(Task prompt): From the first line of the entries below to the line with "every other member.", give each line again exactly.

[[ Record set open ]]

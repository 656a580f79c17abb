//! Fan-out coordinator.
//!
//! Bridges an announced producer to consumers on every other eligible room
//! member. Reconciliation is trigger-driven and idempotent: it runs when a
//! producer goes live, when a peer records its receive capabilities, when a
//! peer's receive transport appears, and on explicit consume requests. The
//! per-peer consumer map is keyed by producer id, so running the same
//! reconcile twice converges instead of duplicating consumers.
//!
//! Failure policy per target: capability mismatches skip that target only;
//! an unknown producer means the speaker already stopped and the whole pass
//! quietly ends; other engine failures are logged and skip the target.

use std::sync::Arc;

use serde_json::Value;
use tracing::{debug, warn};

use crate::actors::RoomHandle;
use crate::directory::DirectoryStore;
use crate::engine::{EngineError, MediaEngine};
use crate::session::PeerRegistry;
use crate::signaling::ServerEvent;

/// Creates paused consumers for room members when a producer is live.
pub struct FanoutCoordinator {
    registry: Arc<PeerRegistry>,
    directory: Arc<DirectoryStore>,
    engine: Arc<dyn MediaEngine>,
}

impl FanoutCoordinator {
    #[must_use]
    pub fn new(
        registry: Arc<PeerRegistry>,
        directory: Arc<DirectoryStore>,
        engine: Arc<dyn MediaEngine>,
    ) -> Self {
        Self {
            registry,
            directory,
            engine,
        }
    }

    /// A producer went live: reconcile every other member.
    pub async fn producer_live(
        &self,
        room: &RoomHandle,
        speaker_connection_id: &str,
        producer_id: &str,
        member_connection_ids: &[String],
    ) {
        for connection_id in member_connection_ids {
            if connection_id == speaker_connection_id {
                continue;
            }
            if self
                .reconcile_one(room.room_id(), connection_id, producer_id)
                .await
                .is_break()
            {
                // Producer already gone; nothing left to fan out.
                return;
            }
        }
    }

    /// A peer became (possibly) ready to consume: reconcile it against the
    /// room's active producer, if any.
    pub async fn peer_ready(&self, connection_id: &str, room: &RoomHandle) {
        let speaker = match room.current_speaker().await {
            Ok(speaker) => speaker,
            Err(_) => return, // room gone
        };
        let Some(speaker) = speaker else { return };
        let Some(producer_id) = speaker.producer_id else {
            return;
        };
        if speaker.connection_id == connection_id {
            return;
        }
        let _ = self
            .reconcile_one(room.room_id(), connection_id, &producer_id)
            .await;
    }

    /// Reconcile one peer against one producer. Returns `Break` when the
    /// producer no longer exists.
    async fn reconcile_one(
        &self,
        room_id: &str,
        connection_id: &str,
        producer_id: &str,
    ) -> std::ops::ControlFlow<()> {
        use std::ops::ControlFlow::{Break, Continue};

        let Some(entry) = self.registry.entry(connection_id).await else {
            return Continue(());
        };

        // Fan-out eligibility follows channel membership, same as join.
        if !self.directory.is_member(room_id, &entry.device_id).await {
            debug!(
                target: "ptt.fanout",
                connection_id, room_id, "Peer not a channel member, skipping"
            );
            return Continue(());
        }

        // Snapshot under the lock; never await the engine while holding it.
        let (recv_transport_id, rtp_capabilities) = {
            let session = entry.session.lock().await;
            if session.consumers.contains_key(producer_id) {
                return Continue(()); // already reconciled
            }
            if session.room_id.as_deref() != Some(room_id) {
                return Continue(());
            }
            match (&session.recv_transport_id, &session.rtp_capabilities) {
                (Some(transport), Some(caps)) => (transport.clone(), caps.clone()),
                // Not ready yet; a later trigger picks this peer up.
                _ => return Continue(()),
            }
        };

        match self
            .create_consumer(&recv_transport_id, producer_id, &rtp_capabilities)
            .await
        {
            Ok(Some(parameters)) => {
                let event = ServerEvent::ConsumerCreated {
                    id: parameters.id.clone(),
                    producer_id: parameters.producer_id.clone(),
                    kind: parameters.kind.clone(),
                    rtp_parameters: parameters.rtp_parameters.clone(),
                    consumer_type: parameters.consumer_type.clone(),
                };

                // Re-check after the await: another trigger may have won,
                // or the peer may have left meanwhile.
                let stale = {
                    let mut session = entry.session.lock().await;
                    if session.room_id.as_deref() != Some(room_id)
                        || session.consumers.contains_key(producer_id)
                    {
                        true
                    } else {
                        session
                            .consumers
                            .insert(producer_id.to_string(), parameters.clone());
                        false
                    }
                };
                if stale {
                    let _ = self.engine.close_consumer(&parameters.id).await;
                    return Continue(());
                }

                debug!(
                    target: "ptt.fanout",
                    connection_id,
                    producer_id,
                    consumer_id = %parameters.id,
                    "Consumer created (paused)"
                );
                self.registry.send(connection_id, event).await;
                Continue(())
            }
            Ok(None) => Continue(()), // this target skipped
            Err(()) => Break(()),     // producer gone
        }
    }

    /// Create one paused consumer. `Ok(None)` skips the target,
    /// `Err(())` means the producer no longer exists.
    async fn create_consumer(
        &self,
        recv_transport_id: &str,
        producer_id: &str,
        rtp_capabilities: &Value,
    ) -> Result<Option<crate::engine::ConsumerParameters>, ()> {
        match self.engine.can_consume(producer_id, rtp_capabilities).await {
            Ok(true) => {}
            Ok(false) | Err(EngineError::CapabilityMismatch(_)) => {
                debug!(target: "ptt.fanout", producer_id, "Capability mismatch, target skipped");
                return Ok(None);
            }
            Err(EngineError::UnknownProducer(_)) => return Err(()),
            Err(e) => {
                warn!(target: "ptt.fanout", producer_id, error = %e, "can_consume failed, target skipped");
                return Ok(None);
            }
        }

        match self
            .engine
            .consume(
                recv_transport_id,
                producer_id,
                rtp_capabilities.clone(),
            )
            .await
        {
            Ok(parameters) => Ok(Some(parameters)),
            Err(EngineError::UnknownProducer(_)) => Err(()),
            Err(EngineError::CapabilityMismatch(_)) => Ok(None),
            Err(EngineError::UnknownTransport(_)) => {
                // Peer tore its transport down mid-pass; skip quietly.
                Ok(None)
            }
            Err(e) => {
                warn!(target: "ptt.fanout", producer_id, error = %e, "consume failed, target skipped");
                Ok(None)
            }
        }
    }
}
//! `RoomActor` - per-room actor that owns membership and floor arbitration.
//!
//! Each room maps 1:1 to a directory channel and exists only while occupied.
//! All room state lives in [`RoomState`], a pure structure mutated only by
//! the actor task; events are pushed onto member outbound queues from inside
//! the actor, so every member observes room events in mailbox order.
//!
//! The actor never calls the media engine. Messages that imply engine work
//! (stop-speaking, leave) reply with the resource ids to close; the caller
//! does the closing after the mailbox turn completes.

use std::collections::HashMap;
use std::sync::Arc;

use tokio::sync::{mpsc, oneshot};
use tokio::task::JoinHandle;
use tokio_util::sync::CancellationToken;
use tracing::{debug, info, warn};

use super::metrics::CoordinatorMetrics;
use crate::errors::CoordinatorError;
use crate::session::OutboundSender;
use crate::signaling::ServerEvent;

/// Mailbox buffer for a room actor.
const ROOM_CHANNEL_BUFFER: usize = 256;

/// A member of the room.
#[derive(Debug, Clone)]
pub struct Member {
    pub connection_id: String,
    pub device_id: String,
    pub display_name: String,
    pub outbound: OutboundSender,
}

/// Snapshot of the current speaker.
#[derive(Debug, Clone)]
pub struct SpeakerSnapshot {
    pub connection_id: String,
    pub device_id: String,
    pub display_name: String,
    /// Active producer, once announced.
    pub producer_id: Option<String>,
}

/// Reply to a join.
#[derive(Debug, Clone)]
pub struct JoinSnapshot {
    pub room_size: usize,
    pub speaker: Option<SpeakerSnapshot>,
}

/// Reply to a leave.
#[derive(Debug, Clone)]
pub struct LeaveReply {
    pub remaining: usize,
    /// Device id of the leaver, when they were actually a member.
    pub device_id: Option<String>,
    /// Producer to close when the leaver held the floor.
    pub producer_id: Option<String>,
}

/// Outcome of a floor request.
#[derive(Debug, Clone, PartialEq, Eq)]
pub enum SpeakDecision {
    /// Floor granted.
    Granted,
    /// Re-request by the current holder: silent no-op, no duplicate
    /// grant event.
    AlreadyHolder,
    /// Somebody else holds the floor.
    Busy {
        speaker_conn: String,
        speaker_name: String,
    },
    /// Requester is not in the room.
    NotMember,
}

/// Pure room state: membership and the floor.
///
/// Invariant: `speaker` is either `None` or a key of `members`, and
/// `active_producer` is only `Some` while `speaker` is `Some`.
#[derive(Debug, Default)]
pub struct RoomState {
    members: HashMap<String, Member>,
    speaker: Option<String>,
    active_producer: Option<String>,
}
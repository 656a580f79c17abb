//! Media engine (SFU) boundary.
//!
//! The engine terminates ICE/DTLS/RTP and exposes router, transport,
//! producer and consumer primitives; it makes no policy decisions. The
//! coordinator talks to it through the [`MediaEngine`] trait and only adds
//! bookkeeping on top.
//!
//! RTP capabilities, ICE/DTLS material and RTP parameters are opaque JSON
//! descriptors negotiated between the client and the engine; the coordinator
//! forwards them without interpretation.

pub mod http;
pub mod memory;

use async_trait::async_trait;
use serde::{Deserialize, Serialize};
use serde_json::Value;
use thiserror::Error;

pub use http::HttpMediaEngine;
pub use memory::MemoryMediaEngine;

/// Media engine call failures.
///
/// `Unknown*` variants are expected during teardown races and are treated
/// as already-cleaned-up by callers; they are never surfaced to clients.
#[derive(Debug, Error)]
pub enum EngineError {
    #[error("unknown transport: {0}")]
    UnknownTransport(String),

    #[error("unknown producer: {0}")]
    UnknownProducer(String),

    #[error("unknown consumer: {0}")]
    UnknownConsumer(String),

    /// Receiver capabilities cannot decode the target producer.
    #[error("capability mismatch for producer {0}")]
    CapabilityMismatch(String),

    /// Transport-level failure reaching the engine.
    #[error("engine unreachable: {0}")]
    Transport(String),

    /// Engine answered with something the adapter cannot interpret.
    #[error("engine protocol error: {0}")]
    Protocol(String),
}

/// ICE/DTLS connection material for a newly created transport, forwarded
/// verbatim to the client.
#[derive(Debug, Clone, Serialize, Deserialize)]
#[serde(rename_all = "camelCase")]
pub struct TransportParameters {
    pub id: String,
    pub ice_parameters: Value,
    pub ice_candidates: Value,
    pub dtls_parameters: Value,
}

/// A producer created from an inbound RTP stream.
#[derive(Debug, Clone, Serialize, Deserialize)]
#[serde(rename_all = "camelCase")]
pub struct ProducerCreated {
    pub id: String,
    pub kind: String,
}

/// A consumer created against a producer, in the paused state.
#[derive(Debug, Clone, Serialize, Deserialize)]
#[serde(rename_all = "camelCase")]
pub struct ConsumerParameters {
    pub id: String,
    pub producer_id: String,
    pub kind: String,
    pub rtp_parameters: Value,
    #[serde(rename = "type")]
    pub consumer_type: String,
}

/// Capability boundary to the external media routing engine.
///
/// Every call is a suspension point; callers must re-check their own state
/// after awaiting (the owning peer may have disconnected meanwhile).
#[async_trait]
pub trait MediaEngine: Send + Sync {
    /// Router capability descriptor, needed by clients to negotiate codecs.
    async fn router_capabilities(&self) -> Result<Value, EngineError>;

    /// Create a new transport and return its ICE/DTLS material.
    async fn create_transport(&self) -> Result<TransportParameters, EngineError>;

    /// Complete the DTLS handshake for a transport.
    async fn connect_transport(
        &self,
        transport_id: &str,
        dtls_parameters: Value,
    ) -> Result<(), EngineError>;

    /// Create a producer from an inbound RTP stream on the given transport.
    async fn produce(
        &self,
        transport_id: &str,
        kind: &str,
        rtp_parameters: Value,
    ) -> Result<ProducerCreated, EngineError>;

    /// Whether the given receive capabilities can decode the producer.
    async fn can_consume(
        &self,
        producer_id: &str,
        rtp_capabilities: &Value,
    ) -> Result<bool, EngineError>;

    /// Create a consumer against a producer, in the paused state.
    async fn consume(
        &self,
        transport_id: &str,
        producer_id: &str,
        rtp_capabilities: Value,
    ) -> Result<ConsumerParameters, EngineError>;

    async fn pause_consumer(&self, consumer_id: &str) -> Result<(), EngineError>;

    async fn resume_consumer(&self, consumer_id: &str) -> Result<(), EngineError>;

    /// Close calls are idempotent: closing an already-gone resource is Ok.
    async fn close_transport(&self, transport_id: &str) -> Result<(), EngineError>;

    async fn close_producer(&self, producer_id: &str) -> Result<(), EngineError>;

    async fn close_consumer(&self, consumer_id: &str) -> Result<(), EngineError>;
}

[[ Record set closed ]]

(Reply):
repository 656a580f79c17abb
//! Fan-out coordinator.
//!
//! Bridges an announced producer to consumers on every other eligible room
//! member. Reconciliation is trigger-driven and idempotent: it runs when a
//! producer goes live, when a peer records its receive capabilities, when a
//! peer's receive transport appears, and on explicit consume requests. The
//! per-peer consumer map is keyed by producer id, so running the same
//! reconcile twice converges instead of duplicating consumers.
//!
//! Failure policy per target: capability mismatches skip that target only;
//! an unknown producer means the speaker already stopped and the whole pass
//! quietly ends; other engine failures are logged and skip the target.

use std::sync::Arc;

use serde_json::Value;
use tracing::{debug, warn};

use crate::actors::RoomHandle;
use crate::directory::DirectoryStore;
use crate::engine::{EngineError, MediaEngine};
use crate::session::PeerRegistry;
use crate::signaling::ServerEvent;

/// Creates paused consumers for room members when a producer is live.
pub struct FanoutCoordinator {
    registry: Arc<PeerRegistry>,
    directory: Arc<DirectoryStore>,
    engine: Arc<dyn MediaEngine>,
}

impl FanoutCoordinator {
    #[must_use]
    pub fn new(
        registry: Arc<PeerRegistry>,
        directory: Arc<DirectoryStore>,
        engine: Arc<dyn MediaEngine>,
    ) -> Self {
        Self {
            registry,
            directory,
            engine,
        }
    }

    /// A producer went live: reconcile every other member.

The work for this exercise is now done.